Sa coexistence avec les activités humaines se pose inévitablement ; elle peut se traduire par des prédations en zone d’élevage extensif, ou au contraire par un développement touristique et des retombées économiques sans précédent, comme on le voit dans le parc de Somiedo, qui utilise l’image de l’ours comme véritable marque pour assurer sa promotion.
Peut-on dire que dans telle zone la présence de l’ours est possible, et qu’au-delà elle ne l’est plus ? Si oui à quelles conditions ; si non pourquoi ? Quelles nouvelles politiques pastorale, apicole, forestière, touristique définir ensemble pour que la présence de ce grand prédateur soit tolérée, voire souhaitée ?

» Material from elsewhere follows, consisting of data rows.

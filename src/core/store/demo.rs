//! Built-in sample transcript

use super::{CourseStore, StoreError};
use crate::core::models::{CourseRecord, Semester};

/// Serves the same sample transcript for every user
#[derive(Debug, Clone, Copy, Default)]
pub struct DemoStore;

const SAMPLE: &[(&str, &str, &str, f64, &str, Semester, i32)] = &[
    ("CS 1800", "Discrete Structures", "CS", 4.0, "B+", Semester::Fall, 2022),
    ("CS 2500", "Fundamentals of Computer Science 1", "CS", 4.0, "A-", Semester::Fall, 2022),
    ("MATH 1341", "Calculus 1", "MATH", 4.0, "B", Semester::Fall, 2022),
    ("ENGW 1111", "First-Year Writing", "ENGW", 4.0, "A", Semester::Fall, 2022),
    ("CS 2510", "Fundamentals of Computer Science 2", "CS", 4.0, "B", Semester::Spring, 2023),
    ("MATH 1342", "Calculus 2", "MATH", 4.0, "C+", Semester::Spring, 2023),
    ("PHYS 1151", "Physics for Engineering 1", "PHYS", 4.0, "B-", Semester::Spring, 2023),
    ("PE 1000", "Wellness", "PE", 1.0, "P", Semester::Spring, 2023),
    ("CS 3500", "Object-Oriented Design", "CS", 4.0, "A-", Semester::Fall, 2023),
    ("CS 3000", "Algorithms and Data", "CS", 4.0, "B+", Semester::Fall, 2023),
    ("MATH 2331", "Linear Algebra", "MATH", 4.0, "A", Semester::Fall, 2023),
    ("ECON 1115", "Principles of Macroeconomics", "ECON", 4.0, "W", Semester::Fall, 2023),
    ("CS 3650", "Computer Systems", "CS", 4.0, "A", Semester::Spring, 2024),
    ("CS 4500", "Software Development", "CS", 4.0, "A-", Semester::Spring, 2024),
    ("MATH 3081", "Probability and Statistics", "MATH", 4.0, "B+", Semester::Spring, 2024),
    ("PHIL 1145", "Technology and Human Values", "PHIL", 4.0, "A", Semester::Spring, 2024),
];

const CURRENT: &[(&str, &str, &str, f64, Semester, i32)] = &[
    ("CS 4400", "Programming Languages", "CS", 4.0, Semester::Fall, 2024),
    ("CS 3700", "Networks and Distributed Systems", "CS", 4.0, Semester::Fall, 2024),
];

impl DemoStore {
    /// The sample records
    #[must_use]
    pub fn records() -> Vec<CourseRecord> {
        let completed = SAMPLE.iter().enumerate().map(
            |(i, &(code, name, dept, credits, grade, semester, year))| {
                CourseRecord::new(format!("demo-{}", i + 1), code, credits, semester, year)
                    .with_name(name)
                    .with_department(dept)
                    .with_grade(grade)
            },
        );
        let current = CURRENT.iter().enumerate().map(
            |(i, &(code, name, dept, credits, semester, year))| {
                CourseRecord::new(
                    format!("demo-{}", SAMPLE.len() + i + 1),
                    code,
                    credits,
                    semester,
                    year,
                )
                .with_name(name)
                .with_department(dept)
                .in_progress()
            },
        );
        completed.chain(current).collect()
    }
}

impl CourseStore for DemoStore {
    fn fetch_courses(&self, _user_id: &str) -> Result<Vec<CourseRecord>, StoreError> {
        Ok(Self::records())
    }

    fn describe(&self) -> String {
        "demo transcript".to_string()
    }
}

#[cfg(test)]
mod tests {
    use super::*;

    #[test]
    fn test_demo_records_are_well_formed() {
        let records = DemoStore::records();
        assert_eq!(records.len(), SAMPLE.len() + CURRENT.len());
        assert!(records.iter().all(|r| r.parsed_grade().is_ok()));
        assert_eq!(records.iter().filter(|r| r.is_in_progress()).count(), CURRENT.len());

        let mut ids: Vec<&str> = records.iter().map(|r| r.id.as_str()).collect();
        ids.sort_unstable();
        ids.dedup();
        assert_eq!(ids.len(), records.len());
    }

    #[test]
    fn test_same_records_for_any_user() {
        let store = DemoStore;
        assert_eq!(
            store.fetch_courses("alice").unwrap(),
            store.fetch_courses("bob").unwrap()
        );
    }
}
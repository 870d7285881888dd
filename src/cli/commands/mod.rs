//! CLI command handlers for `acadanalytics`.
//!
//! Each subcommand lives in its own submodule.

pub mod analyze;
pub mod config;
pub mod trend;
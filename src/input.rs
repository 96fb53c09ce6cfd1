//! Assembles the ordered MAC list from CLI arguments, an optional list
//! file, and the configured device inventory.

use std::collections::HashSet;
use std::path::Path;

use anyhow::{Context as _, bail};
use log::warn;
use mac_address::MacAddress;

use crate::config::AppConfig;
use crate::messages::MacEntry;

pub fn assemble(
    arg_macs: &[String],
    input: Option<&Path>,
    config: &AppConfig,
) -> anyhow::Result<Vec<MacEntry>> {
    let mut macs: Vec<String> = arg_macs.to_vec();
    if let Some(path) = input {
        let contents = std::fs::read_to_string(path)
            .with_context(|| format!("reading MAC list {}", path.display()))?;
        macs.extend(parse_list(&contents));
    }

    let mut macs = dedupe(macs);
    if macs.is_empty() {
        if let Some(devices) = &config.devices {
            macs = devices
                .iter()
                .map(|device| MacEntry {
                    address: device.address.to_string(),
                    name: Some(device.name.clone()),
                })
                .collect();
        }
    }
    if macs.is_empty() {
        bail!("no MAC addresses given (arguments, --input, or [[devices]] in the config)");
    }

    // The server is the source of truth for what counts as a MAC; a parse
    // failure only warns and the literal string is still sent.
    for entry in &macs {
        if entry.address.parse::<MacAddress>().is_err() {
            warn!(
                "{} does not look like a MAC address, sending it as-is",
                entry.address
            );
        }
    }
    Ok(macs)
}

/// One address per line; blank lines and `#` comments are skipped.
fn parse_list(contents: &str) -> Vec<String> {
    contents
        .lines()
        .map(str::trim)
        .filter(|line| !line.is_empty() && !line.starts_with('#'))
        .map(str::to_string)
        .collect()
}

/// Drops repeated addresses, keeping the first occurrence in order.
fn dedupe(macs: Vec<String>) -> Vec<MacEntry> {
    let mut seen = HashSet::new();
    macs.into_iter()
        .filter(|mac| seen.insert(mac.clone()))
        .map(|mac| MacEntry::new(&mac))
        .collect()
}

En tous cas, ce sujet mérite qu’on s’y penche sérieusement et qu’on étudie toutes les pistes qui seront suggérées pour mieux qualifier la zone de présence des ours.
Je propose également d’étudier ce qui se fait chez nos voisins qui ont conservé des populations d’ours importantes. J’invite les représentants des différentes parties concernées à participer à ces déplacements pour formuler ensemble des propositions.
4. – Un renforcement du suivi des populations d’ours et du partage des informations
L’équipe technique « ours » de l’Office national de la chasse et de la faune sauvage fait un travail remarquable et apprécié sur le terrain et je tiens à leur rendre hommage. Le site Internet et les notes techniques sont largement utilisés, il faut s’en réjouir.
Les ours introduits depuis 1996 ont été équipés d’un émetteur intra abdominal pour pouvoir être suivis et localisés. Il faut rendre plus performants ces équipements. Ils peuvent favoriser les recherches sur le comportement des ours, leur impact sur les activités humaines et la diversité biologique, travaux qui sont nombreux aux Etats-Unis, mais lacunaires en France.
Il faut surtout améliorer la communication sur la présence de l’ours auprès des éleveurs, de leurs bergers, des apiculteurs, des chasseurs, des maires pour répondre à leurs préoccupations légitimes. Nous nous devons de partager ces informations techniques avec les acteurs locaux quitte à en travailler le contenu pour le rendre accessible et opérationnel.
5. – De nouvelles modalités de soutien au pastoralisme
Un certain nombre d’aides ont déjà été mises en place pour soutenir le pastoralisme, qui subit de plein fouet les difficultés de la filière ovine.
Le ministre de l’Agriculture et moi chargeons le préfet de région de faire des propositions de renforcement de l’aide à l’élevage, en étant à l’écoute de tous les acteurs de terrain.
Je souhaite que des mesures innovantes nous soient soumises, notamment autour de l’idée de la création d’un label ou d’une appellation d’origine contrôlée.
Conclusion : Je veillerai personnellement à m’assurer d’une mise en œuvre rapide de l‘ensemble de ces points. L’étape de réintroduction des plantigrades est aujourd’hui derrière nous, il nous reste désormais à rechercher les bases d’une cohabitation équilibrée entre les Hommes et les ours. Cette question dépasse nos frontières. La France ne peut défendre la cause de la biodiversité sur le plan international, si elle s’exonère de ses responsabilités sur son territoire.